__TASK STATEMENT__:
Copy out the data below, all of it, exactly.

__EXERCISE MATERIALS__:
=== Section Start ===
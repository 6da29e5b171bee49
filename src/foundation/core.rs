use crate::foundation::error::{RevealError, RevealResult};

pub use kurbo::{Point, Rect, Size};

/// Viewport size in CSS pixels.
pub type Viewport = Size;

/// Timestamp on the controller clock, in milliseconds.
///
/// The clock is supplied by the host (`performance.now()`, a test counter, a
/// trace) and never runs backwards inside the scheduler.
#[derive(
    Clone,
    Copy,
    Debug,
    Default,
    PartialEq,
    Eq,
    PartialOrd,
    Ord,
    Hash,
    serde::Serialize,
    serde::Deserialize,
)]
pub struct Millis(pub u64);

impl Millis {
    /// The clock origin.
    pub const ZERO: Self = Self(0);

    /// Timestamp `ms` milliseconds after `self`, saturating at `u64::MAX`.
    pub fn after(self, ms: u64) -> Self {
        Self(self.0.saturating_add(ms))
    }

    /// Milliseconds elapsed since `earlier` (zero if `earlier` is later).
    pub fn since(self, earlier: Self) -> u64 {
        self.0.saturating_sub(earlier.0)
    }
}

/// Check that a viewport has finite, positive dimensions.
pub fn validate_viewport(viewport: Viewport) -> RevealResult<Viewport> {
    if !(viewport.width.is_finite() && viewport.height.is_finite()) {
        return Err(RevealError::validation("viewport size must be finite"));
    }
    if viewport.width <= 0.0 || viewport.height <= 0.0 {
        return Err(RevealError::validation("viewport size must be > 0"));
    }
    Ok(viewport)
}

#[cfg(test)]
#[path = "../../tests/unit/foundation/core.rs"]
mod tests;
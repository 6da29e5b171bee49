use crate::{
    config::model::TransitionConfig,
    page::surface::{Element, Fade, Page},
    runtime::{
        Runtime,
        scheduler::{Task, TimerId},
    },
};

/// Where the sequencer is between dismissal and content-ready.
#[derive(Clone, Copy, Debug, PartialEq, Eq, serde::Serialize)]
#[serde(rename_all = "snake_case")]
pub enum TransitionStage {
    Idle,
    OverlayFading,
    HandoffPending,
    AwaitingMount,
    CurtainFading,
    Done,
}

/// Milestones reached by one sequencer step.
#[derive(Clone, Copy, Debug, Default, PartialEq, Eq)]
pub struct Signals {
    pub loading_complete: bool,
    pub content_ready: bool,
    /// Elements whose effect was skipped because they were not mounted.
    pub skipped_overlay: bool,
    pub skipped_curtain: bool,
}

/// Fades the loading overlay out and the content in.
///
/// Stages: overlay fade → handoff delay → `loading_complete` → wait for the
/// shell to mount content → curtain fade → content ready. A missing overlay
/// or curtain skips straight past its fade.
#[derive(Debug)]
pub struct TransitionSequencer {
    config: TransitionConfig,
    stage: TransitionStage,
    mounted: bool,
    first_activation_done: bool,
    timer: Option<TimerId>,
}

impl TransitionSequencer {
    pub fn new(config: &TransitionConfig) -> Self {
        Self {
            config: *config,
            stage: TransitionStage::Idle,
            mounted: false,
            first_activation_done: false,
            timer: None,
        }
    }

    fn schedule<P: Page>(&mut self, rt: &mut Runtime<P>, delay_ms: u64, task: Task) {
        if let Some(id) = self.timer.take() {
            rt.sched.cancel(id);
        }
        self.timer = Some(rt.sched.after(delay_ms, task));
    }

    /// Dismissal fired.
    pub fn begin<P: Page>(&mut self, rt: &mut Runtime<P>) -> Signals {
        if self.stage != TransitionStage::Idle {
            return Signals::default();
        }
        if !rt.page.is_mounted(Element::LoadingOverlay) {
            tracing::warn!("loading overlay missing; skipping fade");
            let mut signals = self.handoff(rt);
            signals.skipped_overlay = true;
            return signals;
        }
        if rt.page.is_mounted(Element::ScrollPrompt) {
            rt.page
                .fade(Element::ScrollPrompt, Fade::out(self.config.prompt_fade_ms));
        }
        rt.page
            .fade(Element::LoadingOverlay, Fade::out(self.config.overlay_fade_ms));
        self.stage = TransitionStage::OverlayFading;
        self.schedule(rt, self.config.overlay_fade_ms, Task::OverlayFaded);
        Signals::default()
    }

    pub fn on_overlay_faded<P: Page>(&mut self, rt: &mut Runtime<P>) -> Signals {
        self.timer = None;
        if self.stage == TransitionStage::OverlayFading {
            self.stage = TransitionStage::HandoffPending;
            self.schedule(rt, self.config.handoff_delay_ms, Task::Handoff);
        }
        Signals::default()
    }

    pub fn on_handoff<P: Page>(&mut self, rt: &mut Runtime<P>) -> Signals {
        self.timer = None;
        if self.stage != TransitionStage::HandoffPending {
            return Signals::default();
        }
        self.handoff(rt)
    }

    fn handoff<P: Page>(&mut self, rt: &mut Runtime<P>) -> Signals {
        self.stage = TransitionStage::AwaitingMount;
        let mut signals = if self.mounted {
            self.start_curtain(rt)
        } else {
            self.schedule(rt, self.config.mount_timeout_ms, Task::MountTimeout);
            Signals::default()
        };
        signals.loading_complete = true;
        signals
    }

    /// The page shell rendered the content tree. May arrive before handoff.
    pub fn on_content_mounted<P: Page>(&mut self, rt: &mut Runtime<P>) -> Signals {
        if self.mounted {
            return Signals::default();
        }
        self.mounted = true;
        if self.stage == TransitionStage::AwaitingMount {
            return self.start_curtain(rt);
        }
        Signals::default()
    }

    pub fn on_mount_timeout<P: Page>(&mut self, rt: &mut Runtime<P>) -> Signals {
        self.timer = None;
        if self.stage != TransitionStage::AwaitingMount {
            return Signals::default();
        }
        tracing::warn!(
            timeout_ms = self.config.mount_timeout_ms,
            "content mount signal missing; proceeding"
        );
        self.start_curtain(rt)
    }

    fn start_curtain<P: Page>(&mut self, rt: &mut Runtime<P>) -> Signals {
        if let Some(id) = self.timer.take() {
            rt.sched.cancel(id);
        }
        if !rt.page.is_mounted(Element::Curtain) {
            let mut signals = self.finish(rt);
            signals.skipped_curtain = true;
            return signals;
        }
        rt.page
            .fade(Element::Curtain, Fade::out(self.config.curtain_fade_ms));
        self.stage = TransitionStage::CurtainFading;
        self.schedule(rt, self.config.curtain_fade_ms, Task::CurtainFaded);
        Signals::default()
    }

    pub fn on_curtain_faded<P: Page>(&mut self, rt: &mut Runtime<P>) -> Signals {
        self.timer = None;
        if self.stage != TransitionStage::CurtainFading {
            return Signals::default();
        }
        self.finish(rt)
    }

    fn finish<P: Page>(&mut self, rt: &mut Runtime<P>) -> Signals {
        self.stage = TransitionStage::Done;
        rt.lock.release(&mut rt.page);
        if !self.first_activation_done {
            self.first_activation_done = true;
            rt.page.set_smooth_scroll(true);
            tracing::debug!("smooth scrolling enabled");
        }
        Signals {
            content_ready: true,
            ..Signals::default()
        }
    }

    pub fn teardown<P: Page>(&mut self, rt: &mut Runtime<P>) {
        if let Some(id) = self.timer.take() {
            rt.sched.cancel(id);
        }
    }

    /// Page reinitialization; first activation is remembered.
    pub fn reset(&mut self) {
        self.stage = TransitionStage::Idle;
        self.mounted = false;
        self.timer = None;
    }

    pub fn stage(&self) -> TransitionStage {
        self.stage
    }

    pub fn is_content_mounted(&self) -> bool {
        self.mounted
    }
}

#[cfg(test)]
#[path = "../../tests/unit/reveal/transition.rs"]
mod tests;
=== Section End ===
__WRITTEN SOLUTION__:
repository 6da29e5b171bee49
filename src/foundation/core.rs
use crate::foundation::error::{RevealError, RevealResult};

pub use kurbo::{Point, Rect, Size};

/// Viewport size in CSS pixels.
pub type Viewport = Size;

/// Timestamp on the controller clock, in milliseconds.
///
/// The clock is supplied by the host (`performance.now()`, a test counter, a
/// trace) and never runs backwards inside the scheduler.
#[derive(
    Clone,
    Copy,
    Debug,
    Default,
    PartialEq,
    Eq,
    PartialOrd,
    Ord,
    Hash,
    serde::Serialize,
    serde::Deserialize,
)]
pub struct Millis(pub u64);

impl Millis {
    /// The clock origin.
    pub const ZERO: Self = Self(0);

    /// Timestamp `ms` milliseconds after `self`, saturating at `u64::MAX`.
    pub fn after(self, ms: u64) -> Self {
        Self(self.0.saturating_add(ms))
    }

    /// Milliseconds elapsed since `earlier` (zero if `earlier` is later).
    pub fn since(self, earlier: Self) -> u64 {
        self.0.saturating_sub(earlier.0)
    }
}

/// Check that a viewport has finite, positive dimensions.
pub fn validate_viewport(viewport: Viewport) -> RevealResult<Viewport> {
    if !(viewport.width.is_finite() && viewport.height.is_finite()) {
        return Err(RevealError::validation("viewport size must be finite"));
    }
    if viewport.width <= 0.0 || viewport.height <= 0.0 {
        return Err(RevealError::validation("viewport size must be > 0"));
    }
    Ok(viewport)
}

#[cfg(test)]
#[path = "../../tests/unit/foundation/core.rs"]
mod tests;
repository 6da29e5b171bee49
use crate::{
    config::model::TransitionConfig,
    page::surface::{Element, Fade, Page},
    runtime::{
        Runtime,
        scheduler::{Task, TimerId},
    },
};

/// Where the sequencer is between dismissal and content-ready.
#[derive(Clone, Copy, Debug, PartialEq, Eq, serde::Serialize)]
#[serde(rename_all = "snake_case")]
pub enum TransitionStage {
    Idle,
    OverlayFading,
    HandoffPending,
    AwaitingMount,
    CurtainFading,
    Done,
}

/// Milestones reached by one sequencer step.
#[derive(Clone, Copy, Debug, Default, PartialEq, Eq)]
pub struct Signals {
    pub loading_complete: bool,
    pub content_ready: bool,
    /// Elements whose effect was skipped because they were not mounted.
    pub skipped_overlay: bool,
    pub skipped_curtain: bool,
}

/// Fades the loading overlay out and the content in.
///
/// Stages: overlay fade → handoff delay → `loading_complete` → wait for the
/// shell to mount content → curtain fade → content ready. A missing overlay
/// or curtain skips straight past its fade.
#[derive(Debug)]
pub struct TransitionSequencer {
    config: TransitionConfig,
    stage: TransitionStage,
    mounted: bool,
    first_activation_done: bool,
    timer: Option<TimerId>,
}

impl TransitionSequencer {
    pub fn new(config: &TransitionConfig) -> Self {
        Self {
            config: *config,
            stage: TransitionStage::Idle,
            mounted: false,
            first_activation_done: false,
            timer: None,
        }
    }

    fn schedule<P: Page>(&mut self, rt: &mut Runtime<P>, delay_ms: u64, task: Task) {
        if let Some(id) = self.timer.take() {
            rt.sched.cancel(id);
        }
        self.timer = Some(rt.sched.after(delay_ms, task));
    }

    /// Dismissal fired.
    pub fn begin<P: Page>(&mut self, rt: &mut Runtime<P>) -> Signals {
        if self.stage != TransitionStage::Idle {
            return Signals::default();
        }
        if !rt.page.is_mounted(Element::LoadingOverlay) {
            tracing::warn!("loading overlay missing; skipping fade");
            let mut signals = self.handoff(rt);
            signals.skipped_overlay = true;
            return signals;
        }
        if rt.page.is_mounted(Element::ScrollPrompt) {
            rt.page
                .fade(Element::ScrollPrompt, Fade::out(self.config.prompt_fade_ms));
        }
        rt.page
            .fade(Element::LoadingOverlay, Fade::out(self.config.overlay_fade_ms));
        self.stage = TransitionStage::OverlayFading;
        self.schedule(rt, self.config.overlay_fade_ms, Task::OverlayFaded);
        Signals::default()
    }

    pub fn on_overlay_faded<P: Page>(&mut self, rt: &mut Runtime<P>) -> Signals {
        self.timer = None;
        if self.stage == TransitionStage::OverlayFading {
            self.stage = TransitionStage::HandoffPending;
            self.schedule(rt, self.config.handoff_delay_ms, Task::Handoff);
        }
        Signals::default()
    }

    pub fn on_handoff<P: Page>(&mut self, rt: &mut Runtime<P>) -> Signals {
        self.timer = None;
        if self.stage != TransitionStage::HandoffPending {
            return Signals::default();
        }
        self.handoff(rt)
    }

    fn handoff<P: Page>(&mut self, rt: &mut Runtime<P>) -> Signals {
        self.stage = TransitionStage::AwaitingMount;
        let mut signals = if self.mounted {
            self.start_curtain(rt)
        } else {
            self.schedule(rt, self.config.mount_timeout_ms, Task::MountTimeout);
            Signals::default()
        };
        signals.loading_complete = true;
        signals
    }

    /// The page shell rendered the content tree. May arrive before handoff.
    pub fn on_content_mounted<P: Page>(&mut self, rt: &mut Runtime<P>) -> Signals {
        if self.mounted {
            return Signals::default();
        }
        self.mounted = true;
        if self.stage == TransitionStage::AwaitingMount {
            return self.start_curtain(rt);
        }
        Signals::default()
    }

    pub fn on_mount_timeout<P: Page>(&mut self, rt: &mut Runtime<P>) -> Signals {
        self.timer = None;
        if self.stage != TransitionStage::AwaitingMount {
            return Signals::default();
        }
        tracing::warn!(
            timeout_ms = self.config.mount_timeout_ms,
            "content mount signal missing; proceeding"
        );
        self.start_curtain(rt)
    }

    fn start_curtain<P: Page>(&mut self, rt: &mut Runtime<P>) -> Signals {
        if let Some(id) = self.timer.take() {
            rt.sched.cancel(id);
        }
        if !rt.page.is_mounted(Element::Curtain) {
            let mut signals = self.finish(rt);
            signals.skipped_curtain = true;
            return signals;
        }
        rt.page
            .fade(Element::Curtain, Fade::out(self.config.curtain_fade_ms));
        self.stage = TransitionStage::CurtainFading;
        self.schedule(rt, self.config.curtain_fade_ms, Task::CurtainFaded);
        Signals::default()
    }

    pub fn on_curtain_faded<P: Page>(&mut self, rt: &mut Runtime<P>) -> Signals {
        self.timer = None;
        if self.stage != TransitionStage::CurtainFading {
            return Signals::default();
        }
        self.finish(rt)
    }

    fn finish<P: Page>(&mut self, rt: &mut Runtime<P>) -> Signals {
        self.stage = TransitionStage::Done;
        rt.lock.release(&mut rt.page);
        if !self.first_activation_done {
            self.first_activation_done = true;
            rt.page.set_smooth_scroll(true);
            tracing::debug!("smooth scrolling enabled");
        }
        Signals {
            content_ready: true,
            ..Signals::default()
        }
    }

    pub fn teardown<P: Page>(&mut self, rt: &mut Runtime<P>) {
        if let Some(id) = self.timer.take() {
            rt.sched.cancel(id);
        }
    }

    /// Page reinitialization; first activation is remembered.
    pub fn reset(&mut self) {
        self.stage = TransitionStage::Idle;
        self.mounted = false;
        self.timer = None;
    }

    pub fn stage(&self) -> TransitionStage {
        self.stage
    }

    pub fn is_content_mounted(&self) -> bool {
        self.mounted
    }
}

#[cfg(test)]
#[path = "../../tests/unit/reveal/transition.rs"]
mod tests;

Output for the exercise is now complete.